Au moment où j'écris ce témoignage en mars 2026, je suis co-animateur d'un magasin bio coopératif. J'accompagne une équipe d'une quinzaine de personnes avec des ambitions d'amélioration continue et d'excellence opérationnelle. En parallèle, je conserve quelques missions auprès de greentechs sur un modèle non extractif (c’est-à-dire que je ne suis payé que s'il y a des résultats, sous forme de partage de revenu). Je me sens profondément aligné avec mes valeurs. L'ancrage local, le contact quotidien avec une équipe, avec des producteurs, avec des clients engagés. Tout cela donne un sens concret à mon travail que je n'avais jamais ressenti aussi fortement dans mes précédents jobs. Mes prochaines étapes : approfondir ma connaissance du métier, renforcer les liens avec les producteurs locaux, et contribuer au projet coopératif sur le long terme, y compris les ambitions autour du régénératif.

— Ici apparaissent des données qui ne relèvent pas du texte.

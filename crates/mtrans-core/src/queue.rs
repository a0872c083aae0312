//! Work Queue (C5): time-sliced FIFO execution of translation tasks so a
//! long batch cannot starve cancellation.
//!
//! Generalizes the teacher's thread-per-slot dispatch loop (`pool.rs`): there
//! a slot thread blocks on a single-item channel and processes one
//! `WorkItem` at a time; here a worker's dedicated thread drains a FIFO
//! queue under the same one-task-at-a-time discipline, but must also honor
//! a time/count budget before yielding so a burst of queued translations
//! does not block `CancelOne`/`CancelAll` indefinitely.

use std::collections::VecDeque;
use std::sync::{Condvar, Mutex};
use std::time::{Duration, Instant};

use crate::error::TranslateError;

/// First-ever tasks on a queue bypass time/count batching, to reduce
/// startup latency.
pub const RUN_IMMEDIATELY: u64 = 20;
/// Processing window before yielding to the scheduler.
pub const TIME_BUDGET_MS: u64 = 100;
/// Tasks completed in the current drain before yielding.
pub const BATCH_SIZE: u64 = 5;

/// A unit of work owned by exactly one Worker's queue (§3). `completion` is
/// invoked exactly once, whether the task ran or was cancelled while
/// queued.
pub struct WorkItem {
    pub translation_id: u64,
    pub task: Box<dyn FnOnce() -> Result<String, TranslateError> + Send>,
    pub completion: Box<dyn FnOnce(Result<String, TranslateError>) + Send>,
}

struct QueueState {
    items: VecDeque<WorkItem>,
    total_run: u64,
    closed: bool,
}

/// FIFO task queue for a single Worker.
pub struct WorkQueue {
    state: Mutex<QueueState>,
    cvar: Condvar,
}

impl WorkQueue {
    pub fn new() -> Self {
        Self {
            state: Mutex::new(QueueState {
                items: VecDeque::new(),
                total_run: 0,
                closed: false,
            }),
            cvar: Condvar::new(),
        }
    }

    /// Enqueue `item` by insertion order keyed by `translation_id`.
    pub fn run_task(&self, item: WorkItem) {
        let mut state = self.state.lock().expect("work queue mutex poisoned");
        state.items.push_back(item);
        self.cvar.notify_one();
    }

    /// If `translation_id` is still queued, remove it and fail it with
    /// `Cancelled`. If it is already running (or already completed), this
    /// is a no-op — an in-flight task always runs to completion; the
    /// coordinator is responsible for discarding its result.
    pub fn cancel_one(&self, translation_id: u64) {
        let mut state = self.state.lock().expect("work queue mutex poisoned");
        if let Some(pos) = state
            .items
            .iter()
            .position(|i| i.translation_id == translation_id)
        {
            let item = state.items.remove(pos).expect("position came from iter");
            (item.completion)(Err(TranslateError::Cancelled));
        }
    }

    /// Remove every queued task, each failing with `Cancelled`. A task
    /// already in flight is allowed to finish; future enqueues are accepted
    /// normally.
    pub fn cancel_all(&self) {
        let mut state = self.state.lock().expect("work queue mutex poisoned");
        for item in state.items.drain(..) {
            (item.completion)(Err(TranslateError::Cancelled));
        }
    }

    /// Signal the drain loop to stop once the queue empties.
    pub fn close(&self) {
        let mut state = self.state.lock().expect("work queue mutex poisoned");
        state.closed = true;
        self.cvar.notify_all();
    }

    fn pop_blocking(&self) -> Option<WorkItem> {
        let mut state = self.state.lock().expect("work queue mutex poisoned");
        loop {
            if let Some(item) = state.items.pop_front() {
                return Some(item);
            }
            if state.closed {
                return None;
            }
            state = self.cvar.wait(state).expect("work queue condvar poisoned");
        }
    }

    /// Drain the queue on the calling thread until `close()` is called and
    /// the queue is empty. At most one task executes at a time (the
    /// invariant this loop exists to enforce). Yields to the OS scheduler
    /// after `TIME_BUDGET_MS` elapsed or `BATCH_SIZE` tasks completed in the
    /// current drain window, except for the first `RUN_IMMEDIATELY` tasks
    /// ever processed by this queue.
    pub fn drain_loop(&self) {
        let mut window_start = Instant::now();
        let mut window_count: u64 = 0;

        while let Some(item) = self.pop_blocking() {
            let result = (item.task)();
            (item.completion)(result);

            let mut state = self.state.lock().expect("work queue mutex poisoned");
            state.total_run += 1;
            let total_run = state.total_run;
            drop(state);

            if total_run <= RUN_IMMEDIATELY {
                continue;
            }

            window_count += 1;
            let elapsed = window_start.elapsed();
            if window_count >= BATCH_SIZE || elapsed >= Duration::from_millis(TIME_BUDGET_MS) {
                std::thread::yield_now();
                window_start = Instant::now();
                window_count = 0;
            }
        }
    }
}

impl Default for WorkQueue {
    fn default() -> Self {
        Self::new()
    }
}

Obstacles rencontrés et leçons tirées
Le principal obstacle est d’accepter de redevenir débutant à cinquante ans. Après deux décennies à animer des équipes et conseiller des dirigeants, il faut une bonne dose d'humilité pour apprendre un nouveau métier depuis le terrain. Il faut aussi accepter une baisse significative de revenus, au moins dans un premier temps. J'ai appris qu'il était essentiel de construire des relations solides avec les équipes en place avant de vouloir changer quoi que ce soit. L'écoute et la confiance se gagnent, elles ne se décrètent pas, peu importe d'où l'on vient. Autre leçon : ne pas sous-estimer la logistique de la transition. Transférer ses missions, réorganiser ses engagements, déménager,... Tout cela prend du temps et de l'énergie. Mieux vaut anticiper et s'entourer.
Quels conseils aurais-tu pour celles et ceux qui souhaiteraient se lancer dans le même parcours ?
D'abord, testez avant de sauter. Une immersion de quelques jours, même informelle, vaut mieux que des mois de réflexion abstraite. Le corps et les émotions parlent : si vous terminez chaque journée énergisé et heureux-se, c'est un signal fort. Ensuite, engagez-vous bénévolement dans des mouvements liés à la transition, comme la CEC, les Shifters, ou d'autres collectifs. Ces espaces accélèrent la prise de conscience et ouvrent des portes insoupçonnées. N'attendez pas d'avoir tout planifié. À 80% de certitude, lancez-vous. Les 20% restants se construisent en chemin. Enfin, entourez-vous. La reconversion n'est pas un chemin solitaire. Parlez-en autour de vous, trouvez des pairs qui ont fait le saut, appuyez-vous sur votre réseau. Ce qui rend le parcours beau, ce n'est pas d'avoir toutes les réponses, c'est d'avancer malgré les doutes.